use crate::{ImageError, PixelFormat, RasterImage};
use inkdigit_base::{Tensor, Vec2};

/// BT.601 luma weights (R, G, B).
pub const LUMA_WEIGHTS: [f32; 3] = [0.299, 0.587, 0.114];

/// Single-channel 8-bit intensity image.
#[derive(Debug, Clone, PartialEq)]
pub struct GrayscaleImage {
    size: Vec2<usize>,
    data: Vec<u8>,
}

impl GrayscaleImage {
    pub fn new(size: Vec2<usize>, data: Vec<u8>) -> Result<Self, ImageError> {
        // reuse the raster checks for zero sizes and length
        let raster = RasterImage::new(size, PixelFormat::Gray8, data)?;
        Ok(Self {
            size,
            data: raster.into_data(),
        })
    }

    pub fn size(&self) -> Vec2<usize> {
        self.size
    }

    pub fn width(&self) -> usize {
        self.size.x
    }

    pub fn height(&self) -> usize {
        self.size.y
    }

    pub fn data(&self) -> &[u8] {
        &self.data
    }

    /// Sample at column `x`, row `y`.
    pub fn sample(&self, x: usize, y: usize) -> u8 {
        self.data[y * self.size.x + x]
    }

    /// Map every sample to `255 - s`.
    pub fn inverted(&self) -> Self {
        Self {
            size: self.size,
            data: self.data.iter().map(|&s| 255 - s).collect(),
        }
    }

    /// `[height, width]` tensor of the samples, row-major.
    pub fn to_tensor(&self) -> Result<Tensor<u8>, ImageError> {
        Ok(Tensor::new(vec![self.size.y, self.size.x], self.data.clone())?)
    }

    pub fn to_raster(&self) -> RasterImage {
        RasterImage::from_parts(self.size, PixelFormat::Gray8, self.data.clone())
    }
}

/// `0.299 R + 0.587 G + 0.114 B`, rounded to the nearest integer.
pub fn luminance(r: u8, g: u8, b: u8) -> u8 {
    let y = LUMA_WEIGHTS[0] * r as f32 + LUMA_WEIGHTS[1] * g as f32 + LUMA_WEIGHTS[2] * b as f32;
    y.round().clamp(0.0, 255.0) as u8
}

/// Collapse a raster to one luminance channel.
///
/// A `Gray8` raster is already luminance and is copied unchanged, so applying
/// this to its own output is a no-op.
pub fn to_grayscale(image: &RasterImage) -> GrayscaleImage {
    let format = image.format();
    let data = match format {
        PixelFormat::Gray8 => image.data().to_vec(),
        _ => image
            .data()
            .chunks_exact(format.bytes_per_pixel())
            .map(|pixel| {
                let (r, g, b) = format.rgb(pixel);
                luminance(r, g, b)
            })
            .collect(),
    };
    GrayscaleImage {
        size: image.size(),
        data,
    }
}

▸ Problem to solve:
Nothing but a number should be written: how many lines of the preceding listing contain "RasterImage".

▸ Result below:
5